» TASK STATEMENT: The result should be the lines from the one holding "match (print_summary, &filtered)" to the final line of the records, retyped exactly.

INPUT DATA Start Marker

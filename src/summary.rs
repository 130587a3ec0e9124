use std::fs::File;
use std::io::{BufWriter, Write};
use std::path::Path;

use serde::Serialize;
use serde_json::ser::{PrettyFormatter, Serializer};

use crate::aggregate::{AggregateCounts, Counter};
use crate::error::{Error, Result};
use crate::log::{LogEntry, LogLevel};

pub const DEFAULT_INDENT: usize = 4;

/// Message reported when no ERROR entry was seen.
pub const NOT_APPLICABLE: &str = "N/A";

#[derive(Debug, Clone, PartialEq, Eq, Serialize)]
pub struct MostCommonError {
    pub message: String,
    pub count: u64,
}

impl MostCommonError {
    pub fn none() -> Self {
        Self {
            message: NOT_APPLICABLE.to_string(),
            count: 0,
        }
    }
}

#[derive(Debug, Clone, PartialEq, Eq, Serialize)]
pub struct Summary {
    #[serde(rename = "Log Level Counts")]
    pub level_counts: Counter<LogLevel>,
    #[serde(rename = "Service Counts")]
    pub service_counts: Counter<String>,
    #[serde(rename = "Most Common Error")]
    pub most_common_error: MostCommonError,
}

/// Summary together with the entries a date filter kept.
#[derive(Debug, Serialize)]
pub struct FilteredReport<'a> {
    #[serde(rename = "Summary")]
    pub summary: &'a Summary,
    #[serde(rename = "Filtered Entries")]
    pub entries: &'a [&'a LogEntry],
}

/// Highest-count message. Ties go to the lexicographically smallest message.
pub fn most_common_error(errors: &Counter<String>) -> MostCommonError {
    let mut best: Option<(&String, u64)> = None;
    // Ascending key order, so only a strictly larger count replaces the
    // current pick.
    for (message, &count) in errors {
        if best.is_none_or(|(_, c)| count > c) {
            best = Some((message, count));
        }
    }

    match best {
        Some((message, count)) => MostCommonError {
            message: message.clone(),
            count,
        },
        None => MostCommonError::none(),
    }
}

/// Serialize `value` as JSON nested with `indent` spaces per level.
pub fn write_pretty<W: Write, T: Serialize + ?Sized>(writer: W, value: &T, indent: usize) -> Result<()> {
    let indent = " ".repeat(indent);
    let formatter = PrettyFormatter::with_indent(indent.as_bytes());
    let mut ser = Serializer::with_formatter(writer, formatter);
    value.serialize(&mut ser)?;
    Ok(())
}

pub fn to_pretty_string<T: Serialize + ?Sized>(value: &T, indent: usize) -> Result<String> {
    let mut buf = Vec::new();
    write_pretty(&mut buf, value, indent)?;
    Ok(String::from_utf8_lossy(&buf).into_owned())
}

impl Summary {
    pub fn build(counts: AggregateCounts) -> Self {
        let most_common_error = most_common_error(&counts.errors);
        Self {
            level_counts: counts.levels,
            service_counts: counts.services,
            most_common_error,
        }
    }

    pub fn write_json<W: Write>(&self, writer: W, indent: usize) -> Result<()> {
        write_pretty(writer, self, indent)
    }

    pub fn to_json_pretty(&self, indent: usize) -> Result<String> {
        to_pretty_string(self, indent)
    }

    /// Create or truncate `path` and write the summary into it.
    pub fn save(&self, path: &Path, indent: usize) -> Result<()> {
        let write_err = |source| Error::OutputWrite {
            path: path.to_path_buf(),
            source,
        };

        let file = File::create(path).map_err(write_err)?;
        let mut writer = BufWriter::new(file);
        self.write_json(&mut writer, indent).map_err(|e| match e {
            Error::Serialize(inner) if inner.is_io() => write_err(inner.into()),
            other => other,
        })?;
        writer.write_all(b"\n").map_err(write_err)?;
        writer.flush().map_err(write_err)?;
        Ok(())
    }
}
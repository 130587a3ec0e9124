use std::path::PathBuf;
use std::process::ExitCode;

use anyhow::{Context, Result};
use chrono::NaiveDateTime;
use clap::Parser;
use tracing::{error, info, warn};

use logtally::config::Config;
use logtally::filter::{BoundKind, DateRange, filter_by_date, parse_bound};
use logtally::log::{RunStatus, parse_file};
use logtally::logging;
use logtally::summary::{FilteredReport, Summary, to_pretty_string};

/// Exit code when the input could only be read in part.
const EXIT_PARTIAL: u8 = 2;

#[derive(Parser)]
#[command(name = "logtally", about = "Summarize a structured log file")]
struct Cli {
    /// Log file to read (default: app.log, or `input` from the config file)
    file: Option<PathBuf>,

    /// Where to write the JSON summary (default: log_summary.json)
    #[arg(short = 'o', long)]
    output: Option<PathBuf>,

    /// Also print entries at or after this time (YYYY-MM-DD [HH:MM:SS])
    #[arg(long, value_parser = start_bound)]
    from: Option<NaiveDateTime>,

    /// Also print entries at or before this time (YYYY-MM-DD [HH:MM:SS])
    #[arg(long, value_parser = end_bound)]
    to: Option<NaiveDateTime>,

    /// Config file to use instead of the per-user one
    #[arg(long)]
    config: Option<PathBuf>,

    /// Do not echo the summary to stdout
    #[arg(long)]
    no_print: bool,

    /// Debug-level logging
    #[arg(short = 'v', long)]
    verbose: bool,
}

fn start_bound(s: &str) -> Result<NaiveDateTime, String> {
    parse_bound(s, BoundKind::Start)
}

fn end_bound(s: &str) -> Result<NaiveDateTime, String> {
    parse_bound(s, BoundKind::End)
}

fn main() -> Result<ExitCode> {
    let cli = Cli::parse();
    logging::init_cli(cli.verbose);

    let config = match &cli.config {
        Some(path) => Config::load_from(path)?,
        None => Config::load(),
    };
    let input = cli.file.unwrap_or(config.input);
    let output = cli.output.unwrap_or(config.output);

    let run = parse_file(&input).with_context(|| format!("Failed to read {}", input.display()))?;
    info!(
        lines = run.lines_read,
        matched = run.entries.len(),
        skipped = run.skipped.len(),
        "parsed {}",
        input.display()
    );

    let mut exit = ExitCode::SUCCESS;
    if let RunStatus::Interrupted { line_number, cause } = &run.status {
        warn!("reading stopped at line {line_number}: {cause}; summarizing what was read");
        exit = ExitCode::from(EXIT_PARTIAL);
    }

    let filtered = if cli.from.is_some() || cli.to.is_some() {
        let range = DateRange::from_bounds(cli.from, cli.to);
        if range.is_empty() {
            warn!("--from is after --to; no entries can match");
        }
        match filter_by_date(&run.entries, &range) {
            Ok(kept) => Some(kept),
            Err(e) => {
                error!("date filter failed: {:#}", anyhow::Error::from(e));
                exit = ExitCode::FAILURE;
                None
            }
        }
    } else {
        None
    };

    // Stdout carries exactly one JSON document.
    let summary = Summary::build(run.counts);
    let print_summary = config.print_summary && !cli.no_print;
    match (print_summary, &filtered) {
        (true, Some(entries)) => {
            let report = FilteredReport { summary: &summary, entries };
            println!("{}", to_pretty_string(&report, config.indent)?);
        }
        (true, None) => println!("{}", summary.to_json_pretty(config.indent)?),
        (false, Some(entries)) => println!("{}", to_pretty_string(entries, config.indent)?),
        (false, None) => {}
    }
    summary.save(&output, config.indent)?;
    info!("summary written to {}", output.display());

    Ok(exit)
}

INPUT DATA End Marker

» SOLUTION FOR THIS EXERCISE:
    match (print_summary, &filtered) {
        (true, Some(entries)) => {
            let report = FilteredReport { summary: &summary, entries };
            println!("{}", to_pretty_string(&report, config.indent)?);
        }
        (true, None) => println!("{}", summary.to_json_pretty(config.indent)?),
        (false, Some(entries)) => println!("{}", to_pretty_string(entries, config.indent)?),
        (false, None) => {}
    }
    summary.save(&output, config.indent)?;
    info!("summary written to {}", output.display());

    Ok(exit)
}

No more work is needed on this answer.